Health
First U.S. case of flesh-eating screwworm confirmed in Maryland

A person in Maryland has been diagnosed with a rare flesh-eating parasite known as the New World screwworm after traveling from Guatemala, marking the first confirmed human case in the United States, according to Reuters.
Four sources familiar with the matter told Reuters that the case was identified in a patient who received treatment in Maryland. One source said that the U.S. Centers for Disease Control and Prevention (CDC) had confirmed the infection, notifying livestock stakeholders.
The New World screwworm, a fly whose larvae burrow into living tissue, primarily affects cattle and other warm-blooded animals but can also infect people in rare cases. It causes severe, sometimes fatal damage if untreated.
This is the first confirmed U.S. case since the outbreak began to escalate in Central America and southern Mexico.
Additional human cases are being reported across the region. Guatemala has confirmed 16 cases so far in 2025, Belize reported its first-ever case this week, and Honduras has confirmed 166. Other cases have also been documented in El Salvador, Costa Rica, Panama, and Nicaragua.
On Saturday, Mexican authorities confirmed their 41st case of the year and the first in Yucatán, while most cases in Mexico have been concentrated in Chiapas.

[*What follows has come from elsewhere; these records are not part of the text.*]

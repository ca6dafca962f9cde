use thiserror::Error;

/// Errors raised while setting up controllers or the element tree.
///
/// Runtime paths (mutation handling, target reads, attribute sync) never
/// return these; they degrade to no-ops and emit diagnostics instead.
#[derive(Debug, Error)]
pub enum ControllerError {
    #[error("Failed to parse HTML: {0}")]
    Parse(#[from] std::io::Error),

    #[error("Invalid selector '{selector}': {reason}")]
    InvalidSelector { selector: String, reason: String },

    #[error("Invalid target declarations: {0}")]
    InvalidTargets(#[from] serde_json::Error),

    #[error("<{tag}> has no shadow root")]
    NoShadowRoot { tag: String },

    #[error("Node is not an element")]
    NotAnElement,
}

pub type Result<T> = std::result::Result<T, ControllerError>;
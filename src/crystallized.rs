use crate::actions::ActionBinder;
use crate::error::Result;
use crate::host::{ControllerOptions, Host};
use crate::targets::{TargetResolver, TargetSpec};

/// The standard controller set for a component: light-DOM actions,
/// shadow-root actions and shadow-root targets.
pub struct CrystallizedController {
    pub host: Host,
    pub actions: ActionBinder,
    pub shadow_actions: ActionBinder,
    pub targets: TargetResolver,
}

impl CrystallizedController {
    pub fn new<I, N>(host: &Host, targets: I) -> Result<Self>
    where
        I: IntoIterator<Item = (N, TargetSpec)>,
        N: Into<String>,
    {
        Ok(Self {
            host: host.clone(),
            actions: ActionBinder::new(host, ControllerOptions::light()),
            shadow_actions: ActionBinder::new(host, ControllerOptions::shadow()),
            targets: TargetResolver::new(host, targets, ControllerOptions::shadow())?,
        })
    }
}
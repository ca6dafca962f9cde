use std::cell::Cell;
use std::rc::Rc;

use crate::dom::{Document, Event, NodeRef};
use crate::host::Host;

/// Parse `html` and wrap the first element in `<body>` as the host.
pub(crate) fn fixture(html: &str) -> (Rc<Document>, Host) {
    let doc = Document::parse(html).unwrap();
    let element = doc.body().element_children().remove(0);
    let host = Host::new(doc.clone(), element).unwrap();
    (doc, host)
}

pub(crate) fn by_id(root: &NodeRef, id: &str) -> NodeRef {
    root.select(&format!("#{}", id))
        .unwrap()
        .into_iter()
        .next()
        .unwrap_or_else(|| panic!("no element with id {}", id))
}

/// Define `name` on `host` as a handler that counts its invocations.
pub(crate) fn counting_action(host: &Host, name: &str) -> Rc<Cell<usize>> {
    let count = Rc::new(Cell::new(0));
    let sink = count.clone();
    host.define_action(name, move |_: &Event| sink.set(sink.get() + 1));
    count
}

The U.S. Department of Agriculture’s Animal and Plant Health Inspection Service (APHIS) said this week that detections of screwworm have surged dramatically, from an average of 25 cases per year in Panama to more than 6,500 cases in 2023.
Since then, the parasite has spread into Costa Rica, Nicaragua, Honduras, Guatemala, Belize, El Salvador, and Mexico—north of the biological barrier in Panama that had contained it for decades.
APHIS announced it is investing nearly $110 million to combat the outbreak in Central America and Mexico to prevent it from spreading into North America. This includes shifting sterile fly dispersal operations to Mexico, the northernmost point of the outbreak, while continuing eradication efforts further south.
“NWS is a devastating pest,” U.S. Secretary of Agriculture Brooke L. Rollins said at an event in Texas on August 15. “It is not only a threat to our ranching community—but it is a threat to our food supply and our national security.”
The screwworm parasite was eradicated from the United States in 1982, but the escalating outbreak in Central America and Mexico has raised concerns among officials about its possible return.